Even better, with this functional programming practice, you can recreate double and reuse it, just like in our previous example, if you so choose; This is done by simply calling the multiply function and retaining and reusing its returned operator function:

ts
const double = multiply(2);
 
const doubled = of(1, 2, 3, 4).pipe(double);
 
const doubledAgain = doubled.pipe(double);
 
doubledAgain.subscribe(console.log);
 
// Output:
// 4
// 8
// 12
// 16

This brings us to some slightly confusing terminology, is multiply an "operator"? Or does it return an "operator"? This is sort of splitting hairs, but within the RxJS core team, we generally refer to the higher-order functions as operators, and their return values "operator functions". Ultimately, how you refer to these things doesn't matter as long as the people around you understand what you're talking about. (I've also heard "operator" and "operator instance".)

Operators are "declarative" #

Yes, yes.

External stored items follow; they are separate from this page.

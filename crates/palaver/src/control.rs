// SPDX-FileCopyrightText: 2026 Palaver Contributors
// SPDX-License-Identifier: MIT OR Apache-2.0

//! `palaver takeover`, `palaver release` and `palaver archive`.

use std::sync::Arc;

use palaver_agent::ChatControls;
use palaver_core::{PalaverError, StorageAdapter};
use palaver_session::ObserverHub;

fn controls(storage: Arc<dyn StorageAdapter>) -> ChatControls {
    // No observers attach to a one-shot CLI process.
    ChatControls::new(storage, Arc::new(ObserverHub::default()))
}

pub async fn run_takeover(
    storage: Arc<dyn StorageAdapter>,
    session_id: &str,
    chat_jid: &str,
    actor: &str,
) -> Result<(), PalaverError> {
    let chat = controls(storage).take_over(session_id, chat_jid, actor).await?;
    println!(
        "  {} taken over by {}",
        chat.chat_jid,
        chat.takeover_by.as_deref().unwrap_or(actor)
    );
    Ok(())
}

pub async fn run_release(
    storage: Arc<dyn StorageAdapter>,
    session_id: &str,
    chat_jid: &str,
) -> Result<(), PalaverError> {
    let chat = controls(storage).release(session_id, chat_jid).await?;
    println!("  {} released to automation", chat.chat_jid);
    Ok(())
}

pub async fn run_archive(
    storage: &dyn StorageAdapter,
    session_id: &str,
    reason: Option<&str>,
) -> Result<(), PalaverError> {
    if storage.get_device(session_id).await?.is_none() {
        return Err(PalaverError::SessionNotFound(session_id.to_string()));
    }
    storage.archive_device(session_id, reason).await?;
    println!("  {session_id} archived");
    Ok(())
}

There's imperative stuff under the hood. And/or you're imperatively adding operator functions to pipe, or however you want to split hairs about this. But, operators are made in such a way that they can be moved around in a declarative way within the observable pipeline and they can have different effects. For example, maybe you've got an operator to filter out odd numbers. The results will be very different depending on where you put that in your pipe. But what's interesting is that you don't really have to alter the surrounding code, the operators "operate" on incoming values with no care what's "upstream" from them, other than that the incoming type is correct (in this case, number):

ts
import { of, OperatorFunction, map, filter } from 'rxjs';
 
const double = map((n: number) => 2 * n);
const onlyEvens = filter((n: number) => n % 2 === 0);
 
const source = of(1, 2, 3, 4, 5);
 
source.pipe(onlyEvens, double).subscribe(console.log);
// Logs: 4, 8
 
source.pipe(double, onlyEvens).subscribe(console.log);
// Logs: 2, 4, 6, 8, 10

Getting "Deep": You're building functions declaratively. #

In my last post, I showed out observables are really just specialized functions. Therefore, if RxJS operators are used to wrap a source observable with a new result observable, that means that you're essentially taking a specialized function, and wrapping it in a new specialized function of the same shape that will call the original. So basically you're using functional programming to build new functions declaratively. This is really just a different way to think about observables, I'm not really asking any of you to build functions like this — imperative code is far better for building arbitrary functions — but consider naming operators and observables based off of what they do, rather than just what they emit. Just something to think about for now. These concepts will become more clear when you start to have more understanding of side-effects and how they relate to functions (and therefor observables). I'll likely write more about this in future posts as well.

Important tips #

When creating your own operators:

  1. Operators should be tested thoroughly. (This is something I'll get to in an upcoming post).
  2. Try to reuse RxJS operators whenever possible. They're very well tested and cover a lot of wierd corner cases you may not think of (See tip #1).
  3. Always make sure your operators are properly passing along all 3 notification types: Next, error, and complete.
  4. Always make sure you're cleaning up any subscriptions created within your operators.
  5. Operators should usually not (almost never) create subscriptions outside of the returned observable.